Dataset records START
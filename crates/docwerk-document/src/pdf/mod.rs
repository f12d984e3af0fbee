// SPDX-License-Identifier: PMPL-1.0-or-later
// Copyright (c) 2026 Jonathan D.A. Jewell (hyperpolymath) <jonathan.jewell@open.ac.uk>
//
// PDF module: inspection, text extraction, and size compression.

pub mod compress;
pub mod reader;

pub use compress::{CompressionStats, PdfCompressor};
pub use reader::{PdfReader, read_metadata};
// SPDX-License-Identifier: PMPL-1.0-or-later
// Copyright (c) 2026 Jonathan D.A. Jewell (hyperpolymath) <jonathan.jewell@open.ac.uk>
//
// Cooperative cancellation signal.
//
// Blocking collaborator code polls `is_cancelled()` at safe points; async code
// awaits `cancelled()`. Cancelling never interrupts work already handed to a
// collaborator that does not poll.

use std::sync::Arc;
use std::sync::atomic::{AtomicBool, Ordering};

use tokio::sync::Notify;

#[derive(Debug, Default)]
struct Inner {
    flag: AtomicBool,
    notify: Notify,
}

/// Cloneable cancellation handle. All clones observe the same flag.
#[derive(Debug, Clone, Default)]
pub struct CancelSignal {
    inner: Arc<Inner>,
}

impl CancelSignal {
    pub fn new() -> Self {
        Self::default()
    }

    /// Request cancellation. Idempotent.
    pub fn cancel(&self) {
        if !self.inner.flag.swap(true, Ordering::SeqCst) {
            self.inner.notify.notify_waiters();
        }
    }

    pub fn is_cancelled(&self) -> bool {
        self.inner.flag.load(Ordering::SeqCst)
    }

    /// Resolve once cancellation has been requested.
    pub async fn cancelled(&self) {
        loop {
            // Register before checking the flag so a concurrent `cancel()`
            // cannot slip between the check and the await.
            let notified = self.inner.notify.notified();
            if self.is_cancelled() {
                return;
            }
            notified.await;
        }
    }

    /// `Err(Cancelled)` once cancellation has been requested.
    pub fn check(&self) -> crate::error::Result<()> {
        if self.is_cancelled() {
            Err(crate::error::DocwerkError::Cancelled)
        } else {
            Ok(())
        }
    }
}
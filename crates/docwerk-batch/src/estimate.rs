// SPDX-License-Identifier: PMPL-1.0-or-later
// Copyright (c) 2026 Jonathan D.A. Jewell (hyperpolymath) <jonathan.jewell@open.ac.uk>
//
// Batch duration estimates and throughput accounting.

use std::path::PathBuf;
use std::time::Duration;

/// Files whose sizes are sampled for an estimate.
const SAMPLE_SIZE: usize = 3;

const BYTES_PER_MB: f64 = 1024.0 * 1024.0;

/// Rough wall time for processing `paths` at `mb_per_sec`.
///
/// Samples the sizes of the first few readable files, extrapolates the
/// average to the whole batch and divides by the throughput target.
/// Unreadable files are skipped; with nothing readable the estimate is zero.
pub fn estimate_processing_time(paths: &[PathBuf], mb_per_sec: f64) -> Duration {
    if paths.is_empty() || mb_per_sec <= 0.0 {
        return Duration::ZERO;
    }

    let sampled: Vec<u64> = paths
        .iter()
        .take(SAMPLE_SIZE)
        .filter_map(|path| std::fs::metadata(path).ok())
        .map(|meta| meta.len())
        .collect();
    if sampled.is_empty() {
        return Duration::ZERO;
    }

    let average = sampled.iter().sum::<u64>() as f64 / sampled.len() as f64;
    let total_mb = average * paths.len() as f64 / BYTES_PER_MB;
    Duration::try_from_secs_f64(total_mb / mb_per_sec).unwrap_or(Duration::MAX)
}

/// Observed throughput in MB/s. Zero when nothing measurable elapsed.
pub fn throughput_mb_per_sec(bytes: u64, elapsed: Duration) -> f64 {
    let seconds = elapsed.as_secs_f64();
    if seconds <= 0.0 {
        0.0
    } else {
        bytes as f64 / BYTES_PER_MB / seconds
    }
}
Dataset records END
§ What the task asks:
Reproduce every line above. Keep it exact.

§ Response area:
filename crates/docwerk-document/src/pdf/mod.rs
repository f12d984e3af0fbee
// SPDX-License-Identifier: PMPL-1.0-or-later
// Copyright (c) 2026 Jonathan D.A. Jewell (hyperpolymath) <jonathan.jewell@open.ac.uk>
//
// PDF module: inspection, text extraction, and size compression.

pub mod compress;
pub mod reader;

pub use compress::{CompressionStats, PdfCompressor};
pub use reader::{PdfReader, read_metadata};
// SPDX-License-Identifier: PMPL-1.0-or-later
// Copyright (c) 2026 Jonathan D.A. Jewell (hyperpolymath) <jonathan.jewell@open.ac.uk>
//
// Cooperative cancellation signal.
//
// Blocking collaborator code polls `is_cancelled()` at safe points; async code
// awaits `cancelled()`. Cancelling never interrupts work already handed to a
// collaborator that does not poll.

use std::sync::Arc;
use std::sync::atomic::{AtomicBool, Ordering};

use tokio::sync::Notify;

#[derive(Debug, Default)]
struct Inner {
    flag: AtomicBool,
    notify: Notify,
}

/// Cloneable cancellation handle. All clones observe the same flag.
#[derive(Debug, Clone, Default)]
pub struct CancelSignal {
    inner: Arc<Inner>,
}

impl CancelSignal {
    pub fn new() -> Self {
        Self::default()
    }

    /// Request cancellation. Idempotent.
    pub fn cancel(&self) {
        if !self.inner.flag.swap(true, Ordering::SeqCst) {
            self.inner.notify.notify_waiters();
        }
    }

    pub fn is_cancelled(&self) -> bool {
        self.inner.flag.load(Ordering::SeqCst)
    }

    /// Resolve once cancellation has been requested.
    pub async fn cancelled(&self) {
        loop {
            // Register before checking the flag so a concurrent `cancel()`
            // cannot slip between the check and the await.
            let notified = self.inner.notify.notified();
            if self.is_cancelled() {
                return;
            }
            notified.await;
        }
    }

    /// `Err(Cancelled)` once cancellation has been requested.
    pub fn check(&self) -> crate::error::Result<()> {
        if self.is_cancelled() {
            Err(crate::error::DocwerkError::Cancelled)
        } else {
            Ok(())
        }
    }
}
filename crates/docwerk-batch/src/estimate.rs
// SPDX-License-Identifier: PMPL-1.0-or-later
// Copyright (c) 2026 Jonathan D.A. Jewell (hyperpolymath) <jonathan.jewell@open.ac.uk>
//
// Batch duration estimates and throughput accounting.

use std::path::PathBuf;
use std::time::Duration;

/// Files whose sizes are sampled for an estimate.
const SAMPLE_SIZE: usize = 3;

const BYTES_PER_MB: f64 = 1024.0 * 1024.0;

/// Rough wall time for processing `paths` at `mb_per_sec`.
///
/// Samples the sizes of the first few readable files, extrapolates the
/// average to the whole batch and divides by the throughput target.
/// Unreadable files are skipped; with nothing readable the estimate is zero.
pub fn estimate_processing_time(paths: &[PathBuf], mb_per_sec: f64) -> Duration {
    if paths.is_empty() || mb_per_sec <= 0.0 {
        return Duration::ZERO;
    }

    let sampled: Vec<u64> = paths
        .iter()
        .take(SAMPLE_SIZE)
        .filter_map(|path| std::fs::metadata(path).ok())
        .map(|meta| meta.len())
        .collect();
    if sampled.is_empty() {
        return Duration::ZERO;
    }

    let average = sampled.iter().sum::<u64>() as f64 / sampled.len() as f64;
    let total_mb = average * paths.len() as f64 / BYTES_PER_MB;
    Duration::try_from_secs_f64(total_mb / mb_per_sec).unwrap_or(Duration::MAX)
}

/// Observed throughput in MB/s. Zero when nothing measurable elapsed.
pub fn throughput_mb_per_sec(bytes: u64, elapsed: Duration) -> f64 {
    let seconds = elapsed.as_secs_f64();
    if seconds <= 0.0 {
        0.0
    } else {
        bytes as f64 / BYTES_PER_MB / seconds
    }
}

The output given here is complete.